Assignment: Could you copy out every line of the data where the word "Debug" occurs?

Collected data:
□ □ □ □

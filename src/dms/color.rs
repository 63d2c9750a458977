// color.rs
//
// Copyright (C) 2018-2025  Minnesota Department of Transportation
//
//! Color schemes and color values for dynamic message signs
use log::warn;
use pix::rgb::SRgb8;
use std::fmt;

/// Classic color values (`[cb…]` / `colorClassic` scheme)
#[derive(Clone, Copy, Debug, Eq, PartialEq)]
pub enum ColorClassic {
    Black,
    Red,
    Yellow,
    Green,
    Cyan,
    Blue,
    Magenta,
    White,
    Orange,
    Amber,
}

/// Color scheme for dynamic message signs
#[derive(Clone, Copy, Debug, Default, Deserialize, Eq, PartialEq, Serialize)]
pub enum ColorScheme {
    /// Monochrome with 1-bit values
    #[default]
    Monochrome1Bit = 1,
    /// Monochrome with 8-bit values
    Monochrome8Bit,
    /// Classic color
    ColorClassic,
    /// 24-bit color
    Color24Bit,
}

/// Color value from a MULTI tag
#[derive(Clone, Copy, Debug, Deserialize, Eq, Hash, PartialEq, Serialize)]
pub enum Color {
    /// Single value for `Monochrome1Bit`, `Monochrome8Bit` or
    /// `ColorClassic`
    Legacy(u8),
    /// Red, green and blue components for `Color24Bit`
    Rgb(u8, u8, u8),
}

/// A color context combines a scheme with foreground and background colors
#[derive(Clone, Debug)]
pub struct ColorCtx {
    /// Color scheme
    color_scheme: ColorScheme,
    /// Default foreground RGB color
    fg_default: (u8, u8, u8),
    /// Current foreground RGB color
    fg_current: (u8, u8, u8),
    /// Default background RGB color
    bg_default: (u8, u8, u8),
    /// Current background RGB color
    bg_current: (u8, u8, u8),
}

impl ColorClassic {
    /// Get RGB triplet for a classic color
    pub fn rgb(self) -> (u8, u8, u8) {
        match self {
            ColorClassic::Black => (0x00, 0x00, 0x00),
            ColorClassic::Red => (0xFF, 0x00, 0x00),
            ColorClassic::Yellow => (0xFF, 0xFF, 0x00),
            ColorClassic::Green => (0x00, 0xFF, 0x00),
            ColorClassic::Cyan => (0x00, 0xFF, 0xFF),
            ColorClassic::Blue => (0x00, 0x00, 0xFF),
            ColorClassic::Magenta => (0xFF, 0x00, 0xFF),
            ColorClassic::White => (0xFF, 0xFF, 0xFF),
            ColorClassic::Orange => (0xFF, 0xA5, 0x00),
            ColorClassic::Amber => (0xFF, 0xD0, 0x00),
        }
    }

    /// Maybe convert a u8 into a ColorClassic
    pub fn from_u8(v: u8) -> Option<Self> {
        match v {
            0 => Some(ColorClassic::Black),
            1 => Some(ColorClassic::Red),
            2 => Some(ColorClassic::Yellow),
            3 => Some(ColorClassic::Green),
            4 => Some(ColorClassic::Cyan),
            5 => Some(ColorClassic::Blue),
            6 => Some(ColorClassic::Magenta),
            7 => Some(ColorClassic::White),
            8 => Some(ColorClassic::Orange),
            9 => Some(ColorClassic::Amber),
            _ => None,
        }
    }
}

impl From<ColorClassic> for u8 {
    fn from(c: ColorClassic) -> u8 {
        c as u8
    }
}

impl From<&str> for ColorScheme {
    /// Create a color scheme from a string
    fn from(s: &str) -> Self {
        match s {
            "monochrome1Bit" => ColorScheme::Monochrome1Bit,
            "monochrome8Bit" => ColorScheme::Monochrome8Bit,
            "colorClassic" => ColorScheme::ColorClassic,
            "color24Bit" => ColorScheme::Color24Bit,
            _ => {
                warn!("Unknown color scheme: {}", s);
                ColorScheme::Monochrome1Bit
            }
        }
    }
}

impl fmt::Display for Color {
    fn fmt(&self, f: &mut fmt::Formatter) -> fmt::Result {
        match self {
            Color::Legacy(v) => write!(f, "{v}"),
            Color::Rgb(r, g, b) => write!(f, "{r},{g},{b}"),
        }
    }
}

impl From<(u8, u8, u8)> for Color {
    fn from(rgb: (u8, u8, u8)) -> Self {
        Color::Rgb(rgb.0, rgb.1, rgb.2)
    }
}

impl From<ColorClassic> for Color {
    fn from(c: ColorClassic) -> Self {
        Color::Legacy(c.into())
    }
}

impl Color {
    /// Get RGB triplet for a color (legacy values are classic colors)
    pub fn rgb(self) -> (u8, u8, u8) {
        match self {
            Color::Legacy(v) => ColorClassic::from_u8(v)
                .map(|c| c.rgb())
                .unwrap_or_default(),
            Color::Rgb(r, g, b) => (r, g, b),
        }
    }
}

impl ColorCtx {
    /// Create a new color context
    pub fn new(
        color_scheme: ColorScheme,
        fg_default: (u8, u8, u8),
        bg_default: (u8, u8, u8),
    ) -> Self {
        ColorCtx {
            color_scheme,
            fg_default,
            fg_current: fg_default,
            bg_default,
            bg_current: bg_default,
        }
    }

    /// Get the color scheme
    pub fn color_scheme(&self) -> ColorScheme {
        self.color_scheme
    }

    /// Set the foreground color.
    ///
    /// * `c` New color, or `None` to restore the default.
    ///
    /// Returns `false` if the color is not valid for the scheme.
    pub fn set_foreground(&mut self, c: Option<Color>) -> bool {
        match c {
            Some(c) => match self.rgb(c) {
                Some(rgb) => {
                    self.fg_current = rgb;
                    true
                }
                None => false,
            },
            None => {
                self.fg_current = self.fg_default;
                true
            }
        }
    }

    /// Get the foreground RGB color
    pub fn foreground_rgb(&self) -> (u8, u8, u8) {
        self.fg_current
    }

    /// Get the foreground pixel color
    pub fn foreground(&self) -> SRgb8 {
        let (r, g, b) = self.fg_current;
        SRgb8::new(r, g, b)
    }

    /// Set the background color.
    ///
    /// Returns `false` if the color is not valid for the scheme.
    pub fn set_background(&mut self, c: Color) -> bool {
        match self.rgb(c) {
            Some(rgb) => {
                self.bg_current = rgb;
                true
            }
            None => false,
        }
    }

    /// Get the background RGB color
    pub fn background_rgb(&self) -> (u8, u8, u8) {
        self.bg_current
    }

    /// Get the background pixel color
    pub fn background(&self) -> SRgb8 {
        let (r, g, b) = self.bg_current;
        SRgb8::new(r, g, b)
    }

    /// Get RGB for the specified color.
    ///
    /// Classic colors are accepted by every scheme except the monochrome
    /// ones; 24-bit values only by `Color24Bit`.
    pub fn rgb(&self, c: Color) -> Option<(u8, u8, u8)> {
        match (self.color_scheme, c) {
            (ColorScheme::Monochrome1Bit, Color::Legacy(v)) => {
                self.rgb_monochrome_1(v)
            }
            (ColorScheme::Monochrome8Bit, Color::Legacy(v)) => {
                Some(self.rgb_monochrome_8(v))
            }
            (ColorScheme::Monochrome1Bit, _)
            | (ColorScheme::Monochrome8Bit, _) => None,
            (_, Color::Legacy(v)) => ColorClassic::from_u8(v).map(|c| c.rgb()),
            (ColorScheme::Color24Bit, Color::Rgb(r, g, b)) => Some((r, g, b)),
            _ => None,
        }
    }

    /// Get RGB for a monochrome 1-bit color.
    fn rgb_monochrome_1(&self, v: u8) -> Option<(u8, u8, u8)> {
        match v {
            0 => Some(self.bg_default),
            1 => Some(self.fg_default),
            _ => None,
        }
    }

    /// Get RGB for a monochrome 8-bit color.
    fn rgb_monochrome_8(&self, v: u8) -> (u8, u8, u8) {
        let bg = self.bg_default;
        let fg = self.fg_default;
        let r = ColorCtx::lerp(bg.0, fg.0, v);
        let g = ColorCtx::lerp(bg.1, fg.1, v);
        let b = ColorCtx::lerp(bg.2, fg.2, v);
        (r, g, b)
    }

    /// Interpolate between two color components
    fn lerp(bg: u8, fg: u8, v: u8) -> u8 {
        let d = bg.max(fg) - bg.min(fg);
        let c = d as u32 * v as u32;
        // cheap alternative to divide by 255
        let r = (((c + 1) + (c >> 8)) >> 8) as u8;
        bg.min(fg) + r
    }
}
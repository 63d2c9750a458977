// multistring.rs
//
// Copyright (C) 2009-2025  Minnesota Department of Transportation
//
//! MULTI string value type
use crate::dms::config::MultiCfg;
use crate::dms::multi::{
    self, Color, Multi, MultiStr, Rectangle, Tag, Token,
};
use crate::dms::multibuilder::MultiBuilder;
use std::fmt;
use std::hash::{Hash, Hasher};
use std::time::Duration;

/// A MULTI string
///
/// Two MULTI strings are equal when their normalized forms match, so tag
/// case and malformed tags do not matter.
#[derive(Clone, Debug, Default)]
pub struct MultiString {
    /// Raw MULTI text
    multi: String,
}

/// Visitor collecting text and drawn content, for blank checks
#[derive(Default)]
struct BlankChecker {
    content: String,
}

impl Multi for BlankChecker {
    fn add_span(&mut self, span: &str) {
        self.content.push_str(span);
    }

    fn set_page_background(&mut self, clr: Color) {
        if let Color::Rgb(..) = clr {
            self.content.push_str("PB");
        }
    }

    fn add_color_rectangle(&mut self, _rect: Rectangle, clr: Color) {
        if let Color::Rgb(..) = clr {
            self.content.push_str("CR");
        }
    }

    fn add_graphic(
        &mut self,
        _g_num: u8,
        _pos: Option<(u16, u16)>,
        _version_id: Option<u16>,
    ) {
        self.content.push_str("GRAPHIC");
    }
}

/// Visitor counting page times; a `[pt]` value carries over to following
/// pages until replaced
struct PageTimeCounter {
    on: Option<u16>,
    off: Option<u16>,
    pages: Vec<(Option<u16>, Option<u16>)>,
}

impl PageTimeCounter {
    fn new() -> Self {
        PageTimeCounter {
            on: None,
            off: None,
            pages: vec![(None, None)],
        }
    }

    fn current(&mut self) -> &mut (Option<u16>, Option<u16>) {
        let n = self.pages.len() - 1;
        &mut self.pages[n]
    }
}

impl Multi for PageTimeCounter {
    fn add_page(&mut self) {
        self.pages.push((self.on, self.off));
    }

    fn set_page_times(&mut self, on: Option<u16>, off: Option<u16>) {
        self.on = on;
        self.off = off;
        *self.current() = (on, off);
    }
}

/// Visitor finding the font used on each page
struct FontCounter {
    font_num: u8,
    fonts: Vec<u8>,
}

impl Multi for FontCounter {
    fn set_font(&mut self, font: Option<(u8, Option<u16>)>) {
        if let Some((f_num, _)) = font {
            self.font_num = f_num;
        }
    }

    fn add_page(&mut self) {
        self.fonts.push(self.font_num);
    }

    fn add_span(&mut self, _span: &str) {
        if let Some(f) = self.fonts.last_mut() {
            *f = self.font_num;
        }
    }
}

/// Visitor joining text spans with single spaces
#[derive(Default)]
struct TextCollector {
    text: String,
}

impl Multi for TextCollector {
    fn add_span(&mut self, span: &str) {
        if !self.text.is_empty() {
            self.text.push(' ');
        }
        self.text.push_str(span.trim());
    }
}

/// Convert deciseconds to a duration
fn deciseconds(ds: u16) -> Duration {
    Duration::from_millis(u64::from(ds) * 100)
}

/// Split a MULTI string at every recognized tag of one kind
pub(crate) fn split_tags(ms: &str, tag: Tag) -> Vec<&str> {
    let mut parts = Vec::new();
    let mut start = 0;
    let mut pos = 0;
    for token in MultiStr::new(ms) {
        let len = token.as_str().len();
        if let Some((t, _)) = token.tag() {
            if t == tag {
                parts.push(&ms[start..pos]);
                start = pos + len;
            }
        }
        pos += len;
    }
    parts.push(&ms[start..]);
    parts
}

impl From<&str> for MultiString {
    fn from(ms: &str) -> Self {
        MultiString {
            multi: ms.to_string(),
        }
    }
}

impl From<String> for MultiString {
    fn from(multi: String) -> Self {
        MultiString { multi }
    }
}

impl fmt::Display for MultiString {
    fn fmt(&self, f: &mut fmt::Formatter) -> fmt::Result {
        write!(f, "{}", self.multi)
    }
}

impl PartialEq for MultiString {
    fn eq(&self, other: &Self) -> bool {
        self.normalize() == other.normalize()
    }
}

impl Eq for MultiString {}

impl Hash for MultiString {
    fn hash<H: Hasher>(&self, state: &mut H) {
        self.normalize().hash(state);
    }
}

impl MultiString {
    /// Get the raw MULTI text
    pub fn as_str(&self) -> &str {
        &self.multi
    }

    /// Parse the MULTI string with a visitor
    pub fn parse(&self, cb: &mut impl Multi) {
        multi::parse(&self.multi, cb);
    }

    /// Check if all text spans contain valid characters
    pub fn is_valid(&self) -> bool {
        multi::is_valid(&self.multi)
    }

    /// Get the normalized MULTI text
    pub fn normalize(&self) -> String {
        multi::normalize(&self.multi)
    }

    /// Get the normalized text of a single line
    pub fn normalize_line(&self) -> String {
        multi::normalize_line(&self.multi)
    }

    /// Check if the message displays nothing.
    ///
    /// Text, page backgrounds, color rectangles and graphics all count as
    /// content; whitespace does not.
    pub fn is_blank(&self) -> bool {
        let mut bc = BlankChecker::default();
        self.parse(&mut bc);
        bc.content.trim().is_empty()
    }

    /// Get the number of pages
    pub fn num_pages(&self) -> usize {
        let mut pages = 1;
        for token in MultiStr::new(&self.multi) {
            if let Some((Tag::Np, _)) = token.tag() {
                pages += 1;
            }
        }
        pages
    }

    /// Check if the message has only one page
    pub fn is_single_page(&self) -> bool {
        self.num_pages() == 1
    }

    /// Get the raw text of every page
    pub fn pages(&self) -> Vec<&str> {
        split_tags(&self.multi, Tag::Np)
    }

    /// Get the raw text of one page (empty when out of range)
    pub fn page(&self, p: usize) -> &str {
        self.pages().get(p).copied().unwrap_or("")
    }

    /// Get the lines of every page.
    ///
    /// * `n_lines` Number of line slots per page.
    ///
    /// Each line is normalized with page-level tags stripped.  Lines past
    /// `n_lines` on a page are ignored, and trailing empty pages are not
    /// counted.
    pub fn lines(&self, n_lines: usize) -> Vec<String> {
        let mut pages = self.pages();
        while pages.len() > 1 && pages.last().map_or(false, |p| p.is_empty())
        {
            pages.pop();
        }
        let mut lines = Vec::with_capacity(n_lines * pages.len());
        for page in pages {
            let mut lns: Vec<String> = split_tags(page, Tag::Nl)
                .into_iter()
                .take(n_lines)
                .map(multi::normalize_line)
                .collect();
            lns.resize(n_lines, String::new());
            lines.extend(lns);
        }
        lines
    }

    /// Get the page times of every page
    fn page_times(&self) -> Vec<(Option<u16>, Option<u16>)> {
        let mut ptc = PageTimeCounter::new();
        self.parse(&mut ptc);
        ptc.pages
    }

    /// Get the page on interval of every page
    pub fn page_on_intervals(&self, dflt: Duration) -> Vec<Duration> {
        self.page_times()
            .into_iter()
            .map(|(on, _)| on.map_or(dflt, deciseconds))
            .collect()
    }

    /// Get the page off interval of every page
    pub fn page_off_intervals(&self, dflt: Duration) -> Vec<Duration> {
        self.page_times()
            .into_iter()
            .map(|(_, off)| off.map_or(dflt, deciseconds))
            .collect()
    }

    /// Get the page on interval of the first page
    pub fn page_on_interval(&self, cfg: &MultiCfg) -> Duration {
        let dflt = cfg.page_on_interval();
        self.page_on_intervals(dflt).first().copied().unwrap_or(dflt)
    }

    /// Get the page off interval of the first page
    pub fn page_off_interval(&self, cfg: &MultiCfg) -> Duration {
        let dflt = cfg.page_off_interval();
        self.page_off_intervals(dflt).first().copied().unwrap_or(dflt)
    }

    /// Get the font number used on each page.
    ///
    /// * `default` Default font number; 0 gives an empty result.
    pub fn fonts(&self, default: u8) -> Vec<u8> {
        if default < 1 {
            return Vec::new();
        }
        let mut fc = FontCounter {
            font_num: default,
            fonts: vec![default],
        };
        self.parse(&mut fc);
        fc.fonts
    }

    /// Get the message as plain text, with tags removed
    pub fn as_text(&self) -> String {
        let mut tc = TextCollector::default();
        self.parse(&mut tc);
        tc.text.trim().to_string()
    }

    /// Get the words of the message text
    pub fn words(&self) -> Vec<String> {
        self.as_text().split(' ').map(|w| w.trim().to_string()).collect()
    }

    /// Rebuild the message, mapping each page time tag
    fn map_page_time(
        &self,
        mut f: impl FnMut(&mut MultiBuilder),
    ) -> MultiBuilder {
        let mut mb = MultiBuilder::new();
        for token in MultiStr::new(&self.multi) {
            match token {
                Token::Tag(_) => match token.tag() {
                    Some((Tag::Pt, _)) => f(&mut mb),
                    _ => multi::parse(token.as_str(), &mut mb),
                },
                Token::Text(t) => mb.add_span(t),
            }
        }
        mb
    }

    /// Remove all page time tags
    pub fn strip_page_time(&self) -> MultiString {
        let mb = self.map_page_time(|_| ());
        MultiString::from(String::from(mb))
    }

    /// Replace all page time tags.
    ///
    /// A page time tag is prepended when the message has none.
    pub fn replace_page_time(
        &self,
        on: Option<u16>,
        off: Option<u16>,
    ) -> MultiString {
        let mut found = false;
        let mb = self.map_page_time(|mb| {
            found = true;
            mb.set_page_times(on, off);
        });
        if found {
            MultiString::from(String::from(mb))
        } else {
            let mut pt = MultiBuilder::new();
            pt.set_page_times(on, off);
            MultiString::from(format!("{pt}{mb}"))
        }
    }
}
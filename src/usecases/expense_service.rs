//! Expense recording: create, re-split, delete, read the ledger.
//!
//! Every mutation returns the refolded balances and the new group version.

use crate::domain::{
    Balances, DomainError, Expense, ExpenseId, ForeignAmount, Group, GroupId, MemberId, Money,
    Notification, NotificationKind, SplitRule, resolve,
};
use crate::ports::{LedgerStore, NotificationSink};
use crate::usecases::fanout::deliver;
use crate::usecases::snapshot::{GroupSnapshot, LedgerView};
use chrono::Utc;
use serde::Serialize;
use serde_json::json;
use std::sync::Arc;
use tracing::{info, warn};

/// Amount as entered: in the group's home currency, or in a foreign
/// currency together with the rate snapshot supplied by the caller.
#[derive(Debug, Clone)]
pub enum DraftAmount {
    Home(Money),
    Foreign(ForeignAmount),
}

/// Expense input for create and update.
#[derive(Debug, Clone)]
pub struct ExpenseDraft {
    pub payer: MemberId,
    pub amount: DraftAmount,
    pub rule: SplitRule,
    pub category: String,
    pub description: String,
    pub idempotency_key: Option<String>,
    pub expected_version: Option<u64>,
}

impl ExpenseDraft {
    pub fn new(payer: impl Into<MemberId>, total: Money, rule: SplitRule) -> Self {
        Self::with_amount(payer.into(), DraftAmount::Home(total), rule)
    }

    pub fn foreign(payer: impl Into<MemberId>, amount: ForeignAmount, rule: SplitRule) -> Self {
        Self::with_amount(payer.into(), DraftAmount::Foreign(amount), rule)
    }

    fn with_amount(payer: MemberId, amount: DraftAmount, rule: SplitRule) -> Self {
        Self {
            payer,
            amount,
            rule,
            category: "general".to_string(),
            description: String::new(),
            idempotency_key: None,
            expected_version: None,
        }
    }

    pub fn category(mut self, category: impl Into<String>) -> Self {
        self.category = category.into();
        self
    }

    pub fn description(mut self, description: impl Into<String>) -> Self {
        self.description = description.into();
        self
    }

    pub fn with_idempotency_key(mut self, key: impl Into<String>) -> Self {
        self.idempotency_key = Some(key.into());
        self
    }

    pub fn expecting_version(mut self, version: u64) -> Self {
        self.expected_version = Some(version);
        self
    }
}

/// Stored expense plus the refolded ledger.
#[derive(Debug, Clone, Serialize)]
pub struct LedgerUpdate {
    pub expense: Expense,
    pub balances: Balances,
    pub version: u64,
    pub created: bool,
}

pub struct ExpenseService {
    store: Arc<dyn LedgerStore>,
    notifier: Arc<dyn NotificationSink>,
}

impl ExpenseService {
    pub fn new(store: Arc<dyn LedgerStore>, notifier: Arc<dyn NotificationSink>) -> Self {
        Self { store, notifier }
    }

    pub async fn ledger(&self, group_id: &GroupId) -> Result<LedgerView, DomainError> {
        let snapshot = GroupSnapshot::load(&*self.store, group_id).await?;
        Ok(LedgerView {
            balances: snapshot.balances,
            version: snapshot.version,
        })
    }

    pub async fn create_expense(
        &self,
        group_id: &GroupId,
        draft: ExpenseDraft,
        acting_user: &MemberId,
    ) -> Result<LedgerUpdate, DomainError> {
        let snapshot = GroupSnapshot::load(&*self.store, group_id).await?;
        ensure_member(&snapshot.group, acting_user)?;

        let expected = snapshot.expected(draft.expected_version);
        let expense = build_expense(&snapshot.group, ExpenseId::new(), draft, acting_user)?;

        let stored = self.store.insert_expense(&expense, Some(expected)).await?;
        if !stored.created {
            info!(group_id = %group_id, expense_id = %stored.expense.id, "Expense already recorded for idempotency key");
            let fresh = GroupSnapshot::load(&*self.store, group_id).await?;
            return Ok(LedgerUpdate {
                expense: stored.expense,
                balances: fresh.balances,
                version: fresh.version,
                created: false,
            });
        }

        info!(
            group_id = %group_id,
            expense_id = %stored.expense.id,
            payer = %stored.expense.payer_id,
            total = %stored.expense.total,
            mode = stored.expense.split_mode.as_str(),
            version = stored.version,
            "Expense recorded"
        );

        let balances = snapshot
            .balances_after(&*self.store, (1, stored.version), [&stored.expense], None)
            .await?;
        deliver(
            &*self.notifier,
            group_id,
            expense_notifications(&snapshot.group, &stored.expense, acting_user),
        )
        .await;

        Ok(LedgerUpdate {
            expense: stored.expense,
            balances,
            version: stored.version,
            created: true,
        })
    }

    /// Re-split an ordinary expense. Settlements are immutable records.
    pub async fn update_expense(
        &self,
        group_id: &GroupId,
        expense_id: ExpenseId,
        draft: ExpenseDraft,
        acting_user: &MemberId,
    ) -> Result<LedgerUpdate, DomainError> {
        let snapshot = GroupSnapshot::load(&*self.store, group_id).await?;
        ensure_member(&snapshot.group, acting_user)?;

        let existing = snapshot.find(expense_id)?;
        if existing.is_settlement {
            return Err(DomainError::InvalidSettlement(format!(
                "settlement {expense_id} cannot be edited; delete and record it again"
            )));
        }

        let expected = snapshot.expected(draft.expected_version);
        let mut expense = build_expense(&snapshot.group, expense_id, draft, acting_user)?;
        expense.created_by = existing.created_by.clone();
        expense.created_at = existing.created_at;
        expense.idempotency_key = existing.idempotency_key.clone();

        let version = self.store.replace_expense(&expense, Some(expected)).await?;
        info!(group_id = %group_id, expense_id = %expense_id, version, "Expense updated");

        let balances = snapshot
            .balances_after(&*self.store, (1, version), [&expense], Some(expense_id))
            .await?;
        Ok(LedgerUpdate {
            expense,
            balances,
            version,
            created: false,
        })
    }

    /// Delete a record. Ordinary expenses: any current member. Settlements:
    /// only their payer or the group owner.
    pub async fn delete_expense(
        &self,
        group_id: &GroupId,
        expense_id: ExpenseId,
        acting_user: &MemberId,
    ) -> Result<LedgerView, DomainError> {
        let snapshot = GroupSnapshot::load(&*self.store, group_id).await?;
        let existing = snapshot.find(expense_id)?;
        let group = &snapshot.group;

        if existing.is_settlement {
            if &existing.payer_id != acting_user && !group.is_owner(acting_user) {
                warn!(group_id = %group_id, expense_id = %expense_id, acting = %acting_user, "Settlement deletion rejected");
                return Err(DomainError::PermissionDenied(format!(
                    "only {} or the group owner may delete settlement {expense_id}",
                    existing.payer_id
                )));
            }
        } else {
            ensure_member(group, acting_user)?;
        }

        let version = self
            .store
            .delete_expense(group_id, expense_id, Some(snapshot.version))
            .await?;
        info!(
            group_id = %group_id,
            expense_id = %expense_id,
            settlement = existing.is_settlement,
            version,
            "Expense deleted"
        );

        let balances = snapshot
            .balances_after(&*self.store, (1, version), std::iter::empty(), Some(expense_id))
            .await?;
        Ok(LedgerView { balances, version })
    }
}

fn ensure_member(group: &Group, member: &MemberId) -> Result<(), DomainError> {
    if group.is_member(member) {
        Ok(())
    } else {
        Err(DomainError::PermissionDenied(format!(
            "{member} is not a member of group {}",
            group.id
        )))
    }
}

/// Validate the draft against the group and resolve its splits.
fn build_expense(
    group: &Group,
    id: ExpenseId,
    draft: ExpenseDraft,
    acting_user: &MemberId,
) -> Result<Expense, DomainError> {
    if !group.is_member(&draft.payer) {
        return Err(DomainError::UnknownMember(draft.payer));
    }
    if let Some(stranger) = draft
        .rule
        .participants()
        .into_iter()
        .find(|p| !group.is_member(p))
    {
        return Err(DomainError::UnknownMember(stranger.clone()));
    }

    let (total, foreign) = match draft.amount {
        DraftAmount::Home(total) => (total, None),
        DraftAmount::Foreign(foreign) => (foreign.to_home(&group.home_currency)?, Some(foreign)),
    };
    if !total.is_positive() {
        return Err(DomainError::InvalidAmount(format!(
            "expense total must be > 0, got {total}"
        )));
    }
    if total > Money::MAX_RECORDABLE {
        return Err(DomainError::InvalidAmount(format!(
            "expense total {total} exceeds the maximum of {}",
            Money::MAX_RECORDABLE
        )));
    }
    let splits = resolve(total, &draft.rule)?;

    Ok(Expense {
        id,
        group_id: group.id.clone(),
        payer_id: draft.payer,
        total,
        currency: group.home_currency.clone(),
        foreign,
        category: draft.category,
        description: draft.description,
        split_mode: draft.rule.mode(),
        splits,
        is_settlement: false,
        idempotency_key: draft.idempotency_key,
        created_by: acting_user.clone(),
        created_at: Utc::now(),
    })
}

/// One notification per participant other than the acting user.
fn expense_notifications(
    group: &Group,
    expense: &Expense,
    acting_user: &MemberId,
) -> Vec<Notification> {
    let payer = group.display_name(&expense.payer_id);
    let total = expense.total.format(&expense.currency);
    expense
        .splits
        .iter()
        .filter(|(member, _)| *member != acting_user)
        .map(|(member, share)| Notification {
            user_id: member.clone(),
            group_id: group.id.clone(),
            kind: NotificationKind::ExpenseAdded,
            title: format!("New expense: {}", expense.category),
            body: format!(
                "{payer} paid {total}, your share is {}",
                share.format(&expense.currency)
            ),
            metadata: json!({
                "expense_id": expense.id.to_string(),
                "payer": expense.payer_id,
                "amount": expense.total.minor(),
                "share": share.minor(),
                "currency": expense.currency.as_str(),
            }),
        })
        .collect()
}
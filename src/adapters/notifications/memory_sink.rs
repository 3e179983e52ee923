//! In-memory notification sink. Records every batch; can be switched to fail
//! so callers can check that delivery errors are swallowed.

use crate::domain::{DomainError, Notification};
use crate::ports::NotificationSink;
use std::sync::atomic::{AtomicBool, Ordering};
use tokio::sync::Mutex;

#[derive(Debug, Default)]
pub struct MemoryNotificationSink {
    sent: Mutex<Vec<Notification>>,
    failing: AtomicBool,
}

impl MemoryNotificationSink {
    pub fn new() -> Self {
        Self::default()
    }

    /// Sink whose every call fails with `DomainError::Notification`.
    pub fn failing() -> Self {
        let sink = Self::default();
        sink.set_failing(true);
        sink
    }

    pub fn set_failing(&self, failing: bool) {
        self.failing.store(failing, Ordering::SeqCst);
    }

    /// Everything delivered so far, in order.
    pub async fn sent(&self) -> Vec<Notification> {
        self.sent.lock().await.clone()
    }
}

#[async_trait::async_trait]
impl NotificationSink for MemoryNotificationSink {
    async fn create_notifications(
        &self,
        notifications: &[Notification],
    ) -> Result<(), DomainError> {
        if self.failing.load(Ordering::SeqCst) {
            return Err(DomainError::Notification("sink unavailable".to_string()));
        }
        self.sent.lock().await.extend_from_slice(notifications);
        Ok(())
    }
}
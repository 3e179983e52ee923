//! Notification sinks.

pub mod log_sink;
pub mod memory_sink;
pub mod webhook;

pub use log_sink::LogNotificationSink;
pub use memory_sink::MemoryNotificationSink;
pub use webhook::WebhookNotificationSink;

□ □ □ □

Expected answer:
#[derive(Clone, Copy, Debug, Eq, PartialEq)]
#[derive(Clone, Copy, Debug, Default, Deserialize, Eq, PartialEq, Serialize)]
#[derive(Clone, Copy, Debug, Deserialize, Eq, Hash, PartialEq, Serialize)]
#[derive(Clone, Debug)]
#[derive(Clone, Debug, Default)]
#[derive(Debug, Clone)]
#[derive(Debug, Clone)]
#[derive(Debug, Clone, Serialize)]
#[derive(Debug, Default)]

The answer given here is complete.